[Task material Boundary: Start]

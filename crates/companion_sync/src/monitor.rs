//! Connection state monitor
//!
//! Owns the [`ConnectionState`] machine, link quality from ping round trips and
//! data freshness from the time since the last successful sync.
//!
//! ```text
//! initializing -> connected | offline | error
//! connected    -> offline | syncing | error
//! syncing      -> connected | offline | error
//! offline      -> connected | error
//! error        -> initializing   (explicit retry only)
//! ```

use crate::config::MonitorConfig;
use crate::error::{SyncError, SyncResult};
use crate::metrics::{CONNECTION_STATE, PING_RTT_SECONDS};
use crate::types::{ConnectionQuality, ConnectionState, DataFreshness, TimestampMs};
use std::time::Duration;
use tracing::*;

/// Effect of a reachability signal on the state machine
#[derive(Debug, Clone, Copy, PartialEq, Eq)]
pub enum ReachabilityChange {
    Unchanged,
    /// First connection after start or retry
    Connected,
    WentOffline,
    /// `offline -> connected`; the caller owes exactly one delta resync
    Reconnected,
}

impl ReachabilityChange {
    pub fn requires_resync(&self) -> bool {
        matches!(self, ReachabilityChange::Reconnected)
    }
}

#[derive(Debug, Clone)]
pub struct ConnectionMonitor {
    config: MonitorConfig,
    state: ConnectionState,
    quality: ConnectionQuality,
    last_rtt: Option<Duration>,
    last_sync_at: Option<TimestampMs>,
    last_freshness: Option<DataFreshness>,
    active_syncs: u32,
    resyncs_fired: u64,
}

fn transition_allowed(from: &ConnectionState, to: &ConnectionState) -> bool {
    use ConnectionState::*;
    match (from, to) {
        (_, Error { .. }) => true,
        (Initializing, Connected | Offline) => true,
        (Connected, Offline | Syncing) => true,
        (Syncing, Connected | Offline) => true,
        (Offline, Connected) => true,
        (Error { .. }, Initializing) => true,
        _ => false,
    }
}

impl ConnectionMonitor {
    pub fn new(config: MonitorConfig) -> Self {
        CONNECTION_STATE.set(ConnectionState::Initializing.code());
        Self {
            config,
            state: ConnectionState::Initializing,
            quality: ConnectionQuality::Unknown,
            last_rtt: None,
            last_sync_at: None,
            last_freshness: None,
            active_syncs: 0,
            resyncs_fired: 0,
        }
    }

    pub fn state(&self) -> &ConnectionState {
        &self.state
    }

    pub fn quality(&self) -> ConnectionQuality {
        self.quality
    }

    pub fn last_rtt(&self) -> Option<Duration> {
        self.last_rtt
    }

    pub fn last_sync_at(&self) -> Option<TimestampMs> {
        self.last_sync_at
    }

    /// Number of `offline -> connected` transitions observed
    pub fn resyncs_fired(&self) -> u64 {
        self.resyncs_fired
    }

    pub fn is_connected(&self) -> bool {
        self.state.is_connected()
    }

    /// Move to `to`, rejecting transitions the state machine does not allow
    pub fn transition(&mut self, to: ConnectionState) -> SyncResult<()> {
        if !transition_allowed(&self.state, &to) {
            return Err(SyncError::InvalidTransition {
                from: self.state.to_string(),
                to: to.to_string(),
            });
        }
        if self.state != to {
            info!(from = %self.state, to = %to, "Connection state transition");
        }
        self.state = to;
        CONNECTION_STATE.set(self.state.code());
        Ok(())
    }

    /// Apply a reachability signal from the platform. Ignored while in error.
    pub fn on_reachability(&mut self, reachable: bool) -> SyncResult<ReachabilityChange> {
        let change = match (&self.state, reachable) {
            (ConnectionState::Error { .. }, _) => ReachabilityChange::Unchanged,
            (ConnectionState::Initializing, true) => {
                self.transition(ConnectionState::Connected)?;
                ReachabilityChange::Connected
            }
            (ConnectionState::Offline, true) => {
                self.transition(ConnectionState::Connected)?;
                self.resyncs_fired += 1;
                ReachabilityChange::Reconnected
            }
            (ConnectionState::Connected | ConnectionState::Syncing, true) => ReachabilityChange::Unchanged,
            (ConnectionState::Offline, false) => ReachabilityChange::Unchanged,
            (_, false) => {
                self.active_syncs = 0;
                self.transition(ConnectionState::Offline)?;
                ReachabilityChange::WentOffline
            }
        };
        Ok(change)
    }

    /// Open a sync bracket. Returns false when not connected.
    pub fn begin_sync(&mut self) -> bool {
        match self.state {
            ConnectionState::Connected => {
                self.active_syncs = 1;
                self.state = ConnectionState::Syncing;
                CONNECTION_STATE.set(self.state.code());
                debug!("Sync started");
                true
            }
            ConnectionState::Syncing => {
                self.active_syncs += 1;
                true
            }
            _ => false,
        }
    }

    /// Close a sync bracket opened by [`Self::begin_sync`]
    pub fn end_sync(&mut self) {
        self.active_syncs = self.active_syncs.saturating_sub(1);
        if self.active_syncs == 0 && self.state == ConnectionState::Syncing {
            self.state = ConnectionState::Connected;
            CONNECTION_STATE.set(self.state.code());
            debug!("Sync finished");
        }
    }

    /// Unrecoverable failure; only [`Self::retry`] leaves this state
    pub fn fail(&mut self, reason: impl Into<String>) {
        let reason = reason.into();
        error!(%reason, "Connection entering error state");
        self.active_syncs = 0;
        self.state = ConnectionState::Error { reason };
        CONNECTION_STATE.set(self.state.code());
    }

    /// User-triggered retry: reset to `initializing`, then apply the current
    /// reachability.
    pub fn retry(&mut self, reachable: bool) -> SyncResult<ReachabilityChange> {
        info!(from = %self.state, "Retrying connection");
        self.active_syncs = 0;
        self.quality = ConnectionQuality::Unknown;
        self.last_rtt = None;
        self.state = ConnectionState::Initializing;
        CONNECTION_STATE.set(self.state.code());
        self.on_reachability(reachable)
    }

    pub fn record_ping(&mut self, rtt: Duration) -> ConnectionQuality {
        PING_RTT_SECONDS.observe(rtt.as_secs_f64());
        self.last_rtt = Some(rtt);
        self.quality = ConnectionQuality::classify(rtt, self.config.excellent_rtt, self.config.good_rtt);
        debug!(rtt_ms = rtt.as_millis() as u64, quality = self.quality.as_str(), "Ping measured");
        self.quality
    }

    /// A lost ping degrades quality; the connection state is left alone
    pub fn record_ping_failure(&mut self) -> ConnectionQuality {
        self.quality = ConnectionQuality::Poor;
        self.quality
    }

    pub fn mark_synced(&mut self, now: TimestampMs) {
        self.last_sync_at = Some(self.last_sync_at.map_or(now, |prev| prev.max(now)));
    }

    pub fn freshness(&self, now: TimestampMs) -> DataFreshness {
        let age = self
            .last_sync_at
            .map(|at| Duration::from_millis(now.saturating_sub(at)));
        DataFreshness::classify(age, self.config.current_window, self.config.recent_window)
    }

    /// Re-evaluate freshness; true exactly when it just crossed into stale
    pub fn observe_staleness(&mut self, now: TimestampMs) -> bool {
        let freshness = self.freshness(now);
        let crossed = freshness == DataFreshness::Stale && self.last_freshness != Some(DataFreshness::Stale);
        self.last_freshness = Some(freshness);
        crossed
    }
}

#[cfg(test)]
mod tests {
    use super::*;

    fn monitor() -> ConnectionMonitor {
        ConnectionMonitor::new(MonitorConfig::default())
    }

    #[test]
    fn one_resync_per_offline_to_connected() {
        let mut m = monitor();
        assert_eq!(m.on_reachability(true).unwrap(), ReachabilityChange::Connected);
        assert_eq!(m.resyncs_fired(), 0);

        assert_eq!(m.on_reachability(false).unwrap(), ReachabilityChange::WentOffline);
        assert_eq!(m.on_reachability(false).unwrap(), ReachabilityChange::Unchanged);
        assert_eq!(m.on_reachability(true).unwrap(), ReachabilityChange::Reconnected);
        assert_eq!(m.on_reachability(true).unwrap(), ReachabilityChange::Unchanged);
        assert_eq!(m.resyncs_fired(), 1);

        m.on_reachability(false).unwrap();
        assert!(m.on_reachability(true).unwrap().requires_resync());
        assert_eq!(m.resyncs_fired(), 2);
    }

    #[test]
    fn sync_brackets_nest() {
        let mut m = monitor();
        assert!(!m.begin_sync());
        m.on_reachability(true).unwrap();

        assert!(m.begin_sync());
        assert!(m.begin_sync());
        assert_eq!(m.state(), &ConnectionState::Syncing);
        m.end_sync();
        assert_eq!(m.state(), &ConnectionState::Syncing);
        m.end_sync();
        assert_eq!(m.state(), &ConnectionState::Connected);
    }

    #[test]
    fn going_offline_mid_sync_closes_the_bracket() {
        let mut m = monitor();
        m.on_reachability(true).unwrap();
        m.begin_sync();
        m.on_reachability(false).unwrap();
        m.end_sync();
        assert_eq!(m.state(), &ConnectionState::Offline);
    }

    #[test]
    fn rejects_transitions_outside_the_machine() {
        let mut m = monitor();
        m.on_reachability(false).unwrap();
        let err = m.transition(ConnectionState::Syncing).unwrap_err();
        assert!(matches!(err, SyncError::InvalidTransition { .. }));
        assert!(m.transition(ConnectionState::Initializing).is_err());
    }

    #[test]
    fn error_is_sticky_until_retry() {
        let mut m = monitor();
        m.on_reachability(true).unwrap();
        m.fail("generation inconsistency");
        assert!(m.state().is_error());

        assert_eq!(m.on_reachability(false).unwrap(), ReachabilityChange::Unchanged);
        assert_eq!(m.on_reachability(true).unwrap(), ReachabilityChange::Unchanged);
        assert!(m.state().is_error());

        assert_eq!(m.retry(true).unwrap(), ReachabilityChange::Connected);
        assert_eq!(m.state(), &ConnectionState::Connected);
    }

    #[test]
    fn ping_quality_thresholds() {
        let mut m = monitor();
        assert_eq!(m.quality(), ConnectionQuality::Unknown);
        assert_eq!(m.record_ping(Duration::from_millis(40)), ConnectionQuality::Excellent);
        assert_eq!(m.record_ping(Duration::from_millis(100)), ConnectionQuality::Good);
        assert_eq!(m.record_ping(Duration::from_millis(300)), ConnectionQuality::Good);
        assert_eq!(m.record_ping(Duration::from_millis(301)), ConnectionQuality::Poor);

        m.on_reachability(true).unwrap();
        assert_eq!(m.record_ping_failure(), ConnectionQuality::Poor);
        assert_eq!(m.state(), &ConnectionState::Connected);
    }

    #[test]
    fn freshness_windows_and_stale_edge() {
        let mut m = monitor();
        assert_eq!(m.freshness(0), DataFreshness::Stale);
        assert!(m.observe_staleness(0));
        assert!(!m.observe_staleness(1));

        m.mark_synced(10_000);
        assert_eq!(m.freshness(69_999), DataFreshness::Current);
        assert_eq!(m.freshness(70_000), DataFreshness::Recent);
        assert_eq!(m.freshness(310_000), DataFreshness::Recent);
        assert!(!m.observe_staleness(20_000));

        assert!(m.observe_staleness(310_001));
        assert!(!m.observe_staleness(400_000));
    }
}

[Task material Boundary: End]

Your goal:
Your task is to transcribe, with no changes, only the lines of the listing above that lie between the line holding "assert!(!m.begin_sync());" and the line holding "m.begin_sync();", inclusive.

Output:
        assert!(!m.begin_sync());
        m.on_reachability(true).unwrap();

        assert!(m.begin_sync());
        assert!(m.begin_sync());
        assert_eq!(m.state(), &ConnectionState::Syncing);
        m.end_sync();
        assert_eq!(m.state(), &ConnectionState::Syncing);
        m.end_sync();
        assert_eq!(m.state(), &ConnectionState::Connected);
    }

    #[test]
    fn going_offline_mid_sync_closes_the_bracket() {
        let mut m = monitor();
        m.on_reachability(true).unwrap();
        m.begin_sync();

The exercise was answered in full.